Fig. 13 mobility verses energy

Fig.14 Quantum capacitance for the first sub band minima as function of VThe insulator capacitance of the device has been obtained in COMSOL multiphysics using its geometry and the results for different no. of tubes and with various pitch distance has been recorded in the table which shows that Insulator capacitance Cins increases as the number of tubes increases in our device and as we are going on increasing the pitch for our device the insulator capacitance of the device decreases gradually.

Fig. 15 COMSOL Image of CNTFET with three tubes.

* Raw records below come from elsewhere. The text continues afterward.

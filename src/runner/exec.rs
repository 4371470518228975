//! Shell invocation with concurrent output draining

use std::process::Stdio;

use tokio::io::{AsyncBufReadExt, BufReader};
use tokio::process::Command;

/// Run a command line through the shell and return its exit code.
///
/// Stdout and stderr are piped and drained by two concurrent reader
/// tasks that pass lines straight through to the console; both readers
/// must be joined before the exit status is read, otherwise a full OS
/// pipe buffer can deadlock the child. A launch failure or a missing
/// exit code counts as a failed invocation rather than aborting the run.
pub async fn execute_command(command: &str) -> i32 {
    let mut child = match Command::new("sh")
        .arg("-c")
        .arg(command)
        .stdin(Stdio::null())
        .stdout(Stdio::piped())
        .stderr(Stdio::piped())
        .spawn()
    {
        Ok(child) => child,
        Err(e) => {
            tracing::error!("failed to launch '{}': {}", command, e);
            return 1;
        }
    };

    let stdout = child.stdout.take();
    let stderr = child.stderr.take();

    let out_reader = tokio::spawn(async move {
        if let Some(stdout) = stdout {
            let mut lines = BufReader::new(stdout).lines();
            while let Ok(Some(line)) = lines.next_line().await {
                println!("{line}");
            }
        }
    });

    let err_reader = tokio::spawn(async move {
        if let Some(stderr) = stderr {
            let mut lines = BufReader::new(stderr).lines();
            while let Ok(Some(line)) = lines.next_line().await {
                println!("{line}");
            }
        }
    });

    let _ = out_reader.await;
    let _ = err_reader.await;

    match child.wait().await {
        // Terminated by signal yields no code; treat as failure.
        Ok(status) => status.code().unwrap_or(1),
        Err(e) => {
            tracing::error!("failed to wait on '{}': {}", command, e);
            1
        }
    }
}
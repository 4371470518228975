//! Error types for the runner
//!
//! Configuration errors are fatal and abort before any Newman process is
//! launched. Invocation-level failures are not errors at this layer; they
//! feed the aggregate exit code instead.

use std::io;
use thiserror::Error;

/// Result type alias using our Error type
pub type Result<T> = std::result::Result<T, Error>;

/// Main error type for the runner
#[derive(Error, Debug)]
pub enum Error {
    // === Configuration Errors ===
    #[error("Configuration error: {0}")]
    Config(String),

    #[error("Invalid defaults file: {0}")]
    ConfigParse(String),

    #[error("Failed to read file '{path}': {error}")]
    FileRead { path: String, error: String },

    // === IO Errors ===
    #[error("IO error: {0}")]
    Io(#[from] io::Error),

    // === Internal Errors ===
    #[error("Internal error: {0}")]
    Internal(String),
}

Table 1: Variation of Cins With number of tubes nt at different Pitch =10 nm. Nt (Number of Tubes) Cins(pF/m) ( Insulator Capacitance)

1 138

2 342

3 670

4 968

Table 2: Variation of Cins with Pitch at nt = 3

Pitch (n,m) Cins (pF/m)

6 734

8 699

10 670

Finally the current model has been obtained and the results show that the I-V characteristics of this device are similar to conventional MOSFET devices. Now optimisation of the parameters has been done with specification Lt = 32 nm , nt = 3 , pitch = 8 nm. The optimization with aim to maximize the current ratio for our device with optimizing the parameters present in our device has been performed and the result shows that Ioff Minima is observed for (n,m) = (16,0) The optimized Nd obtained is 1e20(cm-3). So we conclude that Modelling of the device based on device physics predicts its characteristics to a good extent and Parameter extraction using optimization algorithm which converges the result within the desired range.

Figure 17: Drain current verses the gate to source voltage with constant VDS

Figure 18: drain current verses drain to source voltage at constant VGS

CONCLUSION:The conclusion of this entire work is that a good and robust model of CNTFET has been achieved with optimized parameters. The parameter which has been considered has been optimized in order to get maximum performance of the device. The main objective of this optimization process was to achieve a good ION by IOFF ratio which has been achieved as the IOFF has been minimized. As a compact model, good agreement with the fabricated device on both dc and ac characteristics can be demonstrated. Further improvements to this implemented model, in order to improve the accuracy and improve run time can be done by using a more accurate band structure model or by the considerations of more parameters which have been ignored in the models. One such parameter is the diffusion at the source/drain junctions are ignored.Regarding future work after optimizing these parameters we can model this device using its parameter. So we can end up specifying a design library especially dedicated to our device and design standards.